La dernière fois on a parlé sensoriel. Cette fois-ci, je vais te paraphraser une analyse de mon amie prof de lettres.
On va se pencher, cette fois, sur la dynamique du texte. Notamment à travers les pronoms. Le “je” contre le “nous”.
Mais avant, revoici le texte brut :
Ils veulent tous percer, trop peu aiguisent leurs lames
Maitrisent leurs armes, trop déguisent leur âme
Au dessus des lois, violent à ma guise kho
Que Marianne me suce la bite qu'elle ne me fasse pas la bise kho
J'écris mes textes les doigts dans la prise
Petit, cherche pas à savoir si j'prie ou si j'tise
Trop frelon, 400 ans c'est trop long
C'est pas la mer qui prend l'Homme, c'est Christophe Colomb
Comme dans le cul à J-Lo, ces fils de putains nous l'ont mises kho
Quand la première galère a pris l'eau
J'atteste qu'il est unique, que ma race sert de crash-test
Déraciné, ma terre est sous mes baskets
Hein, le sujet me tient à cœur
Mets du coco dans la fusée, j'emmène mes frères et sœurs
Dépouillés en toute impunité, trop abusés kho
Alors on fait du fric sale essaie de s'amuser
J'ai la nuque du rap sous mon aisselle
Le biz est plié on l'étouffe allez tous vous rhabiller
Monte à bord du B-52, touche pas au klaxon
J'consomme, pose mon 16 avant que le me-se m'assomme
Mon son n'a rien de banal
Négro j'ai peur de venir à ta radio, glisser sur une peau d'banane
M'ouvrir le crâne sur le bitume, Timal
L'important c'est pas la chute, mais les thunes qu'il y a au final
Le “nous” est impuissant
Alors que tout le rap de Booba est une quête de puissance, on note à quel point il crie l’impuissance dès qu’il s’inscrit dans un collectif. Les Noirs. Les banlieusards.

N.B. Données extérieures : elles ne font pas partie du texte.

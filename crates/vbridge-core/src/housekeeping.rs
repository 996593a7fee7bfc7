use std::time::Duration;

use tokio::{task::JoinHandle, time::MissedTickBehavior};
use tokio_util::sync::CancellationToken;
use tracing::{debug, info};

use crate::tracker::{Tracker, saturating_millis};

/// Periodically drop pending entries older than `horizon`.
///
/// Catches entries that were registered but never awaited. Stops when `cancel`
/// fires.
pub fn spawn_housekeeping(
    tracker: Tracker,
    interval: Duration,
    horizon: Duration,
    cancel: CancellationToken,
) -> JoinHandle<()> {
    tokio::spawn(async move {
        let mut ticker = tokio::time::interval(interval);
        ticker.set_missed_tick_behavior(MissedTickBehavior::Delay);
        debug!(
            interval_ms = saturating_millis(interval),
            horizon_ms = saturating_millis(horizon),
            "housekeeping started"
        );

        loop {
            tokio::select! {
                _ = cancel.cancelled() => break,
                _ = ticker.tick() => {
                    let swept = tracker.sweep(horizon);
                    if swept > 0 {
                        info!(swept, pending = tracker.len(), "expired pending entries removed");
                    }
                }
            }
        }
        debug!("housekeeping stopped");
    })
}

#[cfg(test)]
mod tests {
    use super::*;
    use std::time::SystemTime;
    use vbridge_model::RequestId;

    #[tokio::test(start_paused = true)]
    async fn sweeps_until_cancelled() {
        let tracker = Tracker::new();
        let id = RequestId::new();
        tracker.register(id, SystemTime::now()).unwrap();

        let cancel = CancellationToken::new();
        let handle = spawn_housekeeping(
            tracker.clone(),
            Duration::from_secs(1),
            Duration::from_secs(5),
            cancel.clone(),
        );

        tokio::time::sleep(Duration::from_secs(3)).await;
        assert!(tracker.is_pending(&id));

        tokio::time::sleep(Duration::from_secs(4)).await;
        assert!(!tracker.is_pending(&id));

        cancel.cancel();
        handle.await.unwrap();
    }
}
//! Prometheus metrics backend for the bridge.
//!
//! [`PrometheusMetrics`] implements [`vbridge_core::MetricsBackend`] over its own
//! [`Registry`]. Exposition over HTTP is left to the binary:
//!
//! ```rust,ignore
//! let families = metrics.gather();
//! let encoder = TextEncoder::new();
//! let mut buffer = vec![];
//! encoder.encode(&families, &mut buffer)?;
//! ```
//!
//! ## Metrics
//! - `vbridge_requests_dispatched_total{kind}` - Counter
//! - `vbridge_requests_completed_total{kind, outcome}` - Counter
//! - `vbridge_request_wait_seconds{kind}` - Histogram
//! - `vbridge_stream_resolutions_total{resolution}` - Counter
//! - `vbridge_orphaned_responses_total` - Counter

mod backend;
pub use backend::PrometheusMetrics;

pub use prometheus::{Encoder, Registry, TextEncoder};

Dès qu’il dit le mot “nous” ou “on”, le “nous” pue la défaite. Que ce soit face à la colonisation :
C’est pas la mer qui prend l'Homme, c'est Christophe Colomb
Comme dans le cul à J-Lo, ces fils de putains nous l'ont mise kho
Ma race sert de crash-test
Ou encore :
Dépouillés en toute impunité, trop abusés kho
Puis les descendants :
On fait du fric sale essaie de s'amuser
Le “je” est surpuissant
En revanche, là où le “nous” l’affaiblit, le “je” étale sa puissance. Comme s’il fallait gommer l’humiliation. Comme s’il fallait surcompenser.
Quand Booba utilise le “je” c’est pour se glorifier. Dire comment il est puissant.
Il est puissant dans l’espace, toujours surélevé, on l’a vu hier.
La fusée, le B-52, la nuque du rap sous l’aisselle, etc.
Il est également puissant dans le langage.
Il y a plusieurs formules qui sont des ordres :
Cherche pas à savoir / Mets du coco dans la fusée / Monte à bord du B-52 / Touche pas au klaxon
Mais plus crûment, une domination de son corps.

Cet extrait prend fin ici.